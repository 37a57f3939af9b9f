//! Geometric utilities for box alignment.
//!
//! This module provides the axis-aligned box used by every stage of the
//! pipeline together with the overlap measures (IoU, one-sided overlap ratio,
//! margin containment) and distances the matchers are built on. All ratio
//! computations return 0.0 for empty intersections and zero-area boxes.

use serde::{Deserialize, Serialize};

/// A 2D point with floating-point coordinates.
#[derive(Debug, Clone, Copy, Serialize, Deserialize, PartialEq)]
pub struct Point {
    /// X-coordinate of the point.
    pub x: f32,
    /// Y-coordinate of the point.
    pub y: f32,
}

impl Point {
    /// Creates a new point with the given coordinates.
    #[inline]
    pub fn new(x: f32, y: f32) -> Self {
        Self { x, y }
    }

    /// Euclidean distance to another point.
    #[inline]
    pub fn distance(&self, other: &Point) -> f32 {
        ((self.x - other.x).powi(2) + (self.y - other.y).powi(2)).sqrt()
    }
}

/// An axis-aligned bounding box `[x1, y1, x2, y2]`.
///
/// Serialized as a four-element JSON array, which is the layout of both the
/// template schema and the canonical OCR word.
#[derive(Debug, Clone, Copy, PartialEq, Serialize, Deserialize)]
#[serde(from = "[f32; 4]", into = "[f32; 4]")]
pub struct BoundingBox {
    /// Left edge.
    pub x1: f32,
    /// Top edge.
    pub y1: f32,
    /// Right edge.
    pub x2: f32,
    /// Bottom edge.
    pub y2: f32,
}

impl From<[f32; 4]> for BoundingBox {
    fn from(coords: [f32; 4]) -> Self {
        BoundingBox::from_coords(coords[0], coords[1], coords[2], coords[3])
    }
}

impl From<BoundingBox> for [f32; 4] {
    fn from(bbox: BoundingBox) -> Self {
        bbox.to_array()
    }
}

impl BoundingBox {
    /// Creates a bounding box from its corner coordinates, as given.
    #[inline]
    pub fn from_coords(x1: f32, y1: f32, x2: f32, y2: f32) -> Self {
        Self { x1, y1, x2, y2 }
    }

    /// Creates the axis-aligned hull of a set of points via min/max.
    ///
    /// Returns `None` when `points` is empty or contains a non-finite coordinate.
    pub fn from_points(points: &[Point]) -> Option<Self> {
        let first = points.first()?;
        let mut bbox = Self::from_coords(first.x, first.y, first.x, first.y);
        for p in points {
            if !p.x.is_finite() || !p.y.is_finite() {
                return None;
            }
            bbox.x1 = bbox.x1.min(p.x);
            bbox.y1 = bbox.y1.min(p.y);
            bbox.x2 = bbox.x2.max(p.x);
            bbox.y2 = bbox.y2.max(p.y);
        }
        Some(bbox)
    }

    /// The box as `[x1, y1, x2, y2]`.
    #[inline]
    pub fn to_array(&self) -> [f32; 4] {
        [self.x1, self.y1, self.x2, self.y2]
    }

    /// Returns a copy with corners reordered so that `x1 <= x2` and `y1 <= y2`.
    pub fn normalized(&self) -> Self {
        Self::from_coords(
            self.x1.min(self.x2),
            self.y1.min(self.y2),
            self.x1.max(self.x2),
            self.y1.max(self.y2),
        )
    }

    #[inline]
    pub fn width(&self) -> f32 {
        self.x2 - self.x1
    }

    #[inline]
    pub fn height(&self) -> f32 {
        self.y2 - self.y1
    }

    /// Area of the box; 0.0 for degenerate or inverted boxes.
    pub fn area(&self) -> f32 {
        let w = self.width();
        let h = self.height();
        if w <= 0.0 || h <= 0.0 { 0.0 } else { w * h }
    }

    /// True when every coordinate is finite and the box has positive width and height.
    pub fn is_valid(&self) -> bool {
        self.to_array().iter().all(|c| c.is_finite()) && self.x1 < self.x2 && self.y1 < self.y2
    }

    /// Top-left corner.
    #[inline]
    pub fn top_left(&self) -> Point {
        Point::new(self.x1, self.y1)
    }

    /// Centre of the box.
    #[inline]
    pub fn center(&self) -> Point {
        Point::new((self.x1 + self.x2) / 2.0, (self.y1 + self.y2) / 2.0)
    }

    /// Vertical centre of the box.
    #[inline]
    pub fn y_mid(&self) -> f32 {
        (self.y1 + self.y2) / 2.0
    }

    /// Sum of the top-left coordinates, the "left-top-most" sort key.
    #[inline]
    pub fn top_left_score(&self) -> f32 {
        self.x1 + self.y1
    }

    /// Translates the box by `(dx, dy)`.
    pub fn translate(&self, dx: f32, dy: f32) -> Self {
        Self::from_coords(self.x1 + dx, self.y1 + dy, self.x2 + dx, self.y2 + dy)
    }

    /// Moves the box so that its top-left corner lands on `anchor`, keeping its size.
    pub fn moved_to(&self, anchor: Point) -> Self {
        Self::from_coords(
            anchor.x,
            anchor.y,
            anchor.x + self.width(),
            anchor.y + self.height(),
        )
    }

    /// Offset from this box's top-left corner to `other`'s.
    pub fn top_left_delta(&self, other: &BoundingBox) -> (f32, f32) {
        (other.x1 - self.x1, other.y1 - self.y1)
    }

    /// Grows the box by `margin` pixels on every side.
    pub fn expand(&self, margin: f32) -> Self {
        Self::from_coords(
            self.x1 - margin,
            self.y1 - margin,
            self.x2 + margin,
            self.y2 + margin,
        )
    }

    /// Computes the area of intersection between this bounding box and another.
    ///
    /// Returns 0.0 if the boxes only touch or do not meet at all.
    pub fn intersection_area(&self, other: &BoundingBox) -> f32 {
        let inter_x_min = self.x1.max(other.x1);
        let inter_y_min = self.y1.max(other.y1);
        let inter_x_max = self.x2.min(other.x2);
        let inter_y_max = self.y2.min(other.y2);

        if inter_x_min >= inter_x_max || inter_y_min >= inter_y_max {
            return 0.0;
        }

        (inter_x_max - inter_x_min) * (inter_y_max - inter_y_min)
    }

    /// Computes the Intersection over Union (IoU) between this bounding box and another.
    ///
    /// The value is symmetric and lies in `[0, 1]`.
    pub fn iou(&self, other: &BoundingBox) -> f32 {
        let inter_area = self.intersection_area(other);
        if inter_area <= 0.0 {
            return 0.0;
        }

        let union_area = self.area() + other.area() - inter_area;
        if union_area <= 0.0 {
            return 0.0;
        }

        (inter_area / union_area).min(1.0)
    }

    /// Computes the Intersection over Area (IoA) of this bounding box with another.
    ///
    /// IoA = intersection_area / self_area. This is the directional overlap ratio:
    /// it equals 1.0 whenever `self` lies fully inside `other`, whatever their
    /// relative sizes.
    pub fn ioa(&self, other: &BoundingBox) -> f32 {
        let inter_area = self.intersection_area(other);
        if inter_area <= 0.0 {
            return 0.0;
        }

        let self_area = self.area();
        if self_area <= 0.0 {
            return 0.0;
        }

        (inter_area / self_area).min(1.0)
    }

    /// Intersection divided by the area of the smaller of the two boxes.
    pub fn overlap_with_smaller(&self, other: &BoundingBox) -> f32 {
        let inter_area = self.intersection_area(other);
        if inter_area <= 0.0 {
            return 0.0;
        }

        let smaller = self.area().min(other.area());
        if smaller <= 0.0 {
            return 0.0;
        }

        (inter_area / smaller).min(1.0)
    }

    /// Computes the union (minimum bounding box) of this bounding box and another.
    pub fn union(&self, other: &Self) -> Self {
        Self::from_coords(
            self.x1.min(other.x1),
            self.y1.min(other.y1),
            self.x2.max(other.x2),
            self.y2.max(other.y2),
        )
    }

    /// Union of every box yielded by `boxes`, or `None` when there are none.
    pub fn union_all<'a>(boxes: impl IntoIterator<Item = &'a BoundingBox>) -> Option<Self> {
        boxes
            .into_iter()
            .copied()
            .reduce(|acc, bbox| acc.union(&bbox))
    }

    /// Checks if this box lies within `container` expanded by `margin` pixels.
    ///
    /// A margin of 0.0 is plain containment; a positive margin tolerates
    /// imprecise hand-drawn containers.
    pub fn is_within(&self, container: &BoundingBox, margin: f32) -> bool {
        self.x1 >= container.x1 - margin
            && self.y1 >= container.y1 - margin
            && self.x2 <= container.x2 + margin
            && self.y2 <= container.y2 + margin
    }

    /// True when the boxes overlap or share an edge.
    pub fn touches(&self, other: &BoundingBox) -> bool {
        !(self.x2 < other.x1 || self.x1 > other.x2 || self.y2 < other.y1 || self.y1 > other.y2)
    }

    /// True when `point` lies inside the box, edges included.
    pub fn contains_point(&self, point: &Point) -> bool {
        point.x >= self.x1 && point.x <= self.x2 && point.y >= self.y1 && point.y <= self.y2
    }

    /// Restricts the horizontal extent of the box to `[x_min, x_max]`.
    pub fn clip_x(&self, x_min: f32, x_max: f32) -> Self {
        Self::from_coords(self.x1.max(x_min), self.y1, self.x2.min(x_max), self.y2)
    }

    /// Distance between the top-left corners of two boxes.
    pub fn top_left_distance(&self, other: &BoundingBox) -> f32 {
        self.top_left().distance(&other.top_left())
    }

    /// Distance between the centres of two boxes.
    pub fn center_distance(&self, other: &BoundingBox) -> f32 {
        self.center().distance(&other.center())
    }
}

******

EXERCISE AIM: Give only the number of lines above that hold the string "Creates".

THE ANSWER: 3